I think he's old enough to talk to you himself but other than that I can't see the problem.

StrawberryPea · 27/06/2020 14:25

This isn't a hill I'd choose to die on but I can see why it feels like a big slap in the face.

I'd simply hand the receipt over for him to exchange it himself, and I'd be remembering this next time his birthday comes around.

SomeBunnyOvertheRainbow · 27/06/2020 14:27

I thought the whole point of a gift was that you wanted the person to have something nice? He doesn't seem to think this is nice but you want him to keep it anyway/ give it away?

OP gave him a gift receipt and has said she wants him to have something he likes but doesn’t like the way he has gone about things

Nobody suggested he should have prepared a lengthy speech or a letter written in blood on vellum ... just a quick "thanks, aunty" or even a text would have done, and then he could have got on with exchanging the gift himself

I’m think OP is his SIL Grin but otherwise I completely agree with you

NataliaOsipova · 27/06/2020 14:32

It’s quite one thing to use the gift receipt towards something else but to demand you provide a cash alternative is outrageous.

I agree. Tell him you’ve lost the receipt. I’d take the gift back, get the cash back and then never mention it again. That’s the point of a gift receipt - you’re essentially saying “hope you like this, but feel free to swap for something else if not”. To come back for cash is just awful.

NearlyGranny · 27/06/2020 14:34

If he'd got in touch with you himself and started with a heartfelt thank you for your generosity, I'd say do as he asks. Since he sent the unwanted gift back via his mum without a word except a request for cash, I wouldn't.

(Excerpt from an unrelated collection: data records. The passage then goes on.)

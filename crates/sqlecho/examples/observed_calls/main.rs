//! Example demonstrating instrumented data-access calls via SqlEcho.
//!
//! Run with:
//!   cargo run --example observed_calls -p sqlecho
//!
//! No database required: a tiny in-memory repository stands in for the real
//! data-access layer.

use std::thread;
use std::time::Duration;

use chrono::NaiveDate;
use sqlecho::{EchoConfig, Params, ParamValue, SqlEcho, StatementCall, StderrSink};

#[derive(Debug, Clone)]
struct User {
    id: i64,
    name: String,
    status: String,
}

/// Stand-in for the real data-access layer.
struct UserRepo {
    users: Vec<User>,
}

impl UserRepo {
    fn by_status(&self, status: &str) -> Result<Vec<User>, String> {
        // simulate some I/O latency
        thread::sleep(Duration::from_millis(20));
        Ok(self
            .users
            .iter()
            .filter(|u| u.status == status)
            .cloned()
            .collect())
    }

    fn deactivate_before(&self, _cutoff: NaiveDate) -> Result<u64, String> {
        thread::sleep(Duration::from_millis(5));
        Ok(2)
    }
}

fn main() {
    let repo = UserRepo {
        users: vec![
            User {
                id: 1,
                name: "alice".into(),
                status: "active".into(),
            },
            User {
                id: 2,
                name: "bob".into(),
                status: "active".into(),
            },
            User {
                id: 3,
                name: "carol".into(),
                status: "disabled".into(),
            },
        ],
    };

    let echo = SqlEcho::new(
        EchoConfig::new()
            .with_row_warn_threshold(1)
            .with_slow_threshold(Duration::from_millis(10))
            .with_dump_results(true),
    )
    .with_sink(StderrSink::new().prefix("[demo]"));

    // A read: slow + over the row threshold, so both the primary record
    // (warn) and a dump record appear.
    let call = StatementCall::read("SELECT id, name, status\n  FROM users\n  WHERE status = ?")
        .bind("status")
        .with_params(Params::value("active"));
    let active = echo
        .observe_query(&call, || repo.by_status("active"))
        .expect("query failed");
    for user in &active {
        println!("active: #{} {}", user.id, user.name);
    }

    // A mutation with a date parameter, rendered as a tagged to_timestamp.
    let cutoff = NaiveDate::from_ymd_opt(2024, 1, 2).expect("valid date");
    let call = StatementCall::mutate("UPDATE users SET status = ? WHERE last_seen < ?")
        .bind("status")
        .bind("cutoff")
        .with_params(Params::named([
            ("status", ParamValue::from("disabled")),
            (
                "cutoff",
                ParamValue::from(cutoff.and_hms_opt(0, 0, 0).expect("valid time")),
            ),
        ]));
    let changed = echo
        .observe_execute(&call, || repo.deactivate_before(cutoff))
        .expect("update failed");
    println!("deactivated {changed} users");
}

I'd be inclined to swap for a voucher and keep it to spend on myself. Next year, just have your DH put your name on the card and gift he pays for and sends. Lesson learned.

Andwoooshtheyweregone · 27/06/2020 14:42

I’d take it back and give him like £30

NearlyGranny · 27/06/2020 14:45

Lynx gift set indeed! Yes, for Christmas and every future birthday, artistically distressed, wrapped in recycled gift paper with old sellotape still attached. If asked to exchange, sorry, you won it at the pub raffle.

Dougalthesyrianhamster · 27/06/2020 14:46

@heartsonacake You don’t give gifts so you can feel good about yourself.

Yeah you keep saying that over & over but at no point have I nor OP said nor implied that either of us give to feel good about ourselves?!

Not sure where you've got that but from. Projecting are we?

frazzledasarock · 27/06/2020 14:49

@StrawberryPea

This isn't a hill I'd choose to die on but I can see why it feels like a big slap in the face.

I'd simply hand the receipt over for him to exchange it himself, and I'd be remembering this next time his birthday comes around.

There’s a gift receipt with the gift. He wants cash.
MummyMayo1988 · 27/06/2020 17:49

Tell him you lost the reciept. Ungrateful sod!